WHAT TO PRODUCE —
Since only part of the material below is wanted, output exactly the lines from the one with "impl<'a, 'w, 's>" up to and including the one with "impl RaycastBackend for".

RECORD SET —
╭──

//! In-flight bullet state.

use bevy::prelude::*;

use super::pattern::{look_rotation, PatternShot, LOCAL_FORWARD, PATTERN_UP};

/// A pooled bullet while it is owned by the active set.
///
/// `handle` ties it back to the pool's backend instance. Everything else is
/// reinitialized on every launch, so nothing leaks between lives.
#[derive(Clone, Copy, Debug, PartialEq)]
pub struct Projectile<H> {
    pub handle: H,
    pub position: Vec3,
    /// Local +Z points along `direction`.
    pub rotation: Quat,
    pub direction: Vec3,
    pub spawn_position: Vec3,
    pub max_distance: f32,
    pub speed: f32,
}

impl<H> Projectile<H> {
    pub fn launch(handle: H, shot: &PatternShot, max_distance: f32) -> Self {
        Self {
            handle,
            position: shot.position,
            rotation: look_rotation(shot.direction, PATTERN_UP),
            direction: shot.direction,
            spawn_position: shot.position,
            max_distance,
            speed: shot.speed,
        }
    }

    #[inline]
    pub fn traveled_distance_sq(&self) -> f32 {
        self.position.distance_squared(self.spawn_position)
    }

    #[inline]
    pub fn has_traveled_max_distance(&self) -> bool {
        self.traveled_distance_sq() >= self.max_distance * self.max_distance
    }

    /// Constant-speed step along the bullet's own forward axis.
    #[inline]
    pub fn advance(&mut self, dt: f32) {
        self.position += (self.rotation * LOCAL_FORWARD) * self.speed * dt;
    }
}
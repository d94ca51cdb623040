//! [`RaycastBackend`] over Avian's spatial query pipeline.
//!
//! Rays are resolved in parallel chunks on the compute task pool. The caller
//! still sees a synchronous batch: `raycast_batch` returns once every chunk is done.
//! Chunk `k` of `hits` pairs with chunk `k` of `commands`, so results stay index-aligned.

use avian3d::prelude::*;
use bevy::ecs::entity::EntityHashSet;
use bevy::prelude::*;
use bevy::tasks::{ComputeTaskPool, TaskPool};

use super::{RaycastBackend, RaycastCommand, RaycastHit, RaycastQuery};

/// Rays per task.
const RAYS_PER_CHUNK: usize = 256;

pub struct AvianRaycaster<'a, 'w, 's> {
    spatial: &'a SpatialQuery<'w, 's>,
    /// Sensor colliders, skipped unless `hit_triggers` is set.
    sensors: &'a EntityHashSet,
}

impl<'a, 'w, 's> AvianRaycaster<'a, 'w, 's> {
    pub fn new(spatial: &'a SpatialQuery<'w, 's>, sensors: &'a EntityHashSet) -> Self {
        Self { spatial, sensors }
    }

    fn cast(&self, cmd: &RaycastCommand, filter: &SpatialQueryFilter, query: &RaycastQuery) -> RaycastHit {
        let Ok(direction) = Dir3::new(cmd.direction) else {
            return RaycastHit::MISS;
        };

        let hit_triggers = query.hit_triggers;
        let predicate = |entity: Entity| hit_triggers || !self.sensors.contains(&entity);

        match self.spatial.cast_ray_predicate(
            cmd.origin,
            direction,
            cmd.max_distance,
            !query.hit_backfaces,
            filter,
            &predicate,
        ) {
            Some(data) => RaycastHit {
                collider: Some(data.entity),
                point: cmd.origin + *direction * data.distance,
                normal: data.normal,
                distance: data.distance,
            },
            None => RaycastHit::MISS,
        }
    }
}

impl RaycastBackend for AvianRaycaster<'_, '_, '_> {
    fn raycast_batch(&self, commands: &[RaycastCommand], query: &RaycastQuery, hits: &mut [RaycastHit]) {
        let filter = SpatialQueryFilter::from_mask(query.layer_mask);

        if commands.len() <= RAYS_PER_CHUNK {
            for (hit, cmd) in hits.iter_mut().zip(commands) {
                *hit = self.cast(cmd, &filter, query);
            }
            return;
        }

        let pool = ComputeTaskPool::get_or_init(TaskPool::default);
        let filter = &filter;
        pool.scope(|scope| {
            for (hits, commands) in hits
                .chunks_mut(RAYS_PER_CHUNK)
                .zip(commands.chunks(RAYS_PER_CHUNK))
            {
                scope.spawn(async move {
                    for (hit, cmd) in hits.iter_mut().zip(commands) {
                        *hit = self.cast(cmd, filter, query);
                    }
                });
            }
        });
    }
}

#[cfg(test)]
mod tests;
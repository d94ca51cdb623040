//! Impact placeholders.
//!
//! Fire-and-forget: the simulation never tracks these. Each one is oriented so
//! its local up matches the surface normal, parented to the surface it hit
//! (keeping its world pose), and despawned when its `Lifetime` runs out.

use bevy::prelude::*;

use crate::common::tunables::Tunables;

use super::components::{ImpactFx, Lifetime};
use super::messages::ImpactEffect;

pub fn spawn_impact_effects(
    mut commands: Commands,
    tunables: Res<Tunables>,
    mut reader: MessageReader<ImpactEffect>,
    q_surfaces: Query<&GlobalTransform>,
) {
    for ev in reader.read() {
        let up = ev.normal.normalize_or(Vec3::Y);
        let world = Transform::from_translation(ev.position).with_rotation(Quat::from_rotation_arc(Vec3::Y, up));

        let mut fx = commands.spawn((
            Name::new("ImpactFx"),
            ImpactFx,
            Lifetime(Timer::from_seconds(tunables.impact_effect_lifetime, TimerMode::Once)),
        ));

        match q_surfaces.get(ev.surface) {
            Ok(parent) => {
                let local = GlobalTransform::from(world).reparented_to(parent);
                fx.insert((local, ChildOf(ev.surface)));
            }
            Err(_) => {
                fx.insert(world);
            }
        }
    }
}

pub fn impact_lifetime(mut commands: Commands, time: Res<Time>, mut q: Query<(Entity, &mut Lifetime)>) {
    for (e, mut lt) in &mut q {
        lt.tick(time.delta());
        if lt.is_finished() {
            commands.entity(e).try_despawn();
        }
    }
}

╰──

REPLY —
impl<'a, 'w, 's> AvianRaycaster<'a, 'w, 's> {
    pub fn new(spatial: &'a SpatialQuery<'w, 's>, sensors: &'a EntityHashSet) -> Self {
        Self { spatial, sensors }
    }

    fn cast(&self, cmd: &RaycastCommand, filter: &SpatialQueryFilter, query: &RaycastQuery) -> RaycastHit {
        let Ok(direction) = Dir3::new(cmd.direction) else {
            return RaycastHit::MISS;
        };

        let hit_triggers = query.hit_triggers;
        let predicate = |entity: Entity| hit_triggers || !self.sensors.contains(&entity);

        match self.spatial.cast_ray_predicate(
            cmd.origin,
            direction,
            cmd.max_distance,
            !query.hit_backfaces,
            filter,
            &predicate,
        ) {
            Some(data) => RaycastHit {
                collider: Some(data.entity),
                point: cmd.origin + *direction * data.distance,
                normal: data.normal,
                distance: data.distance,
            },
            None => RaycastHit::MISS,
        }
    }
}

impl RaycastBackend for AvianRaycaster<'_, '_, '_> {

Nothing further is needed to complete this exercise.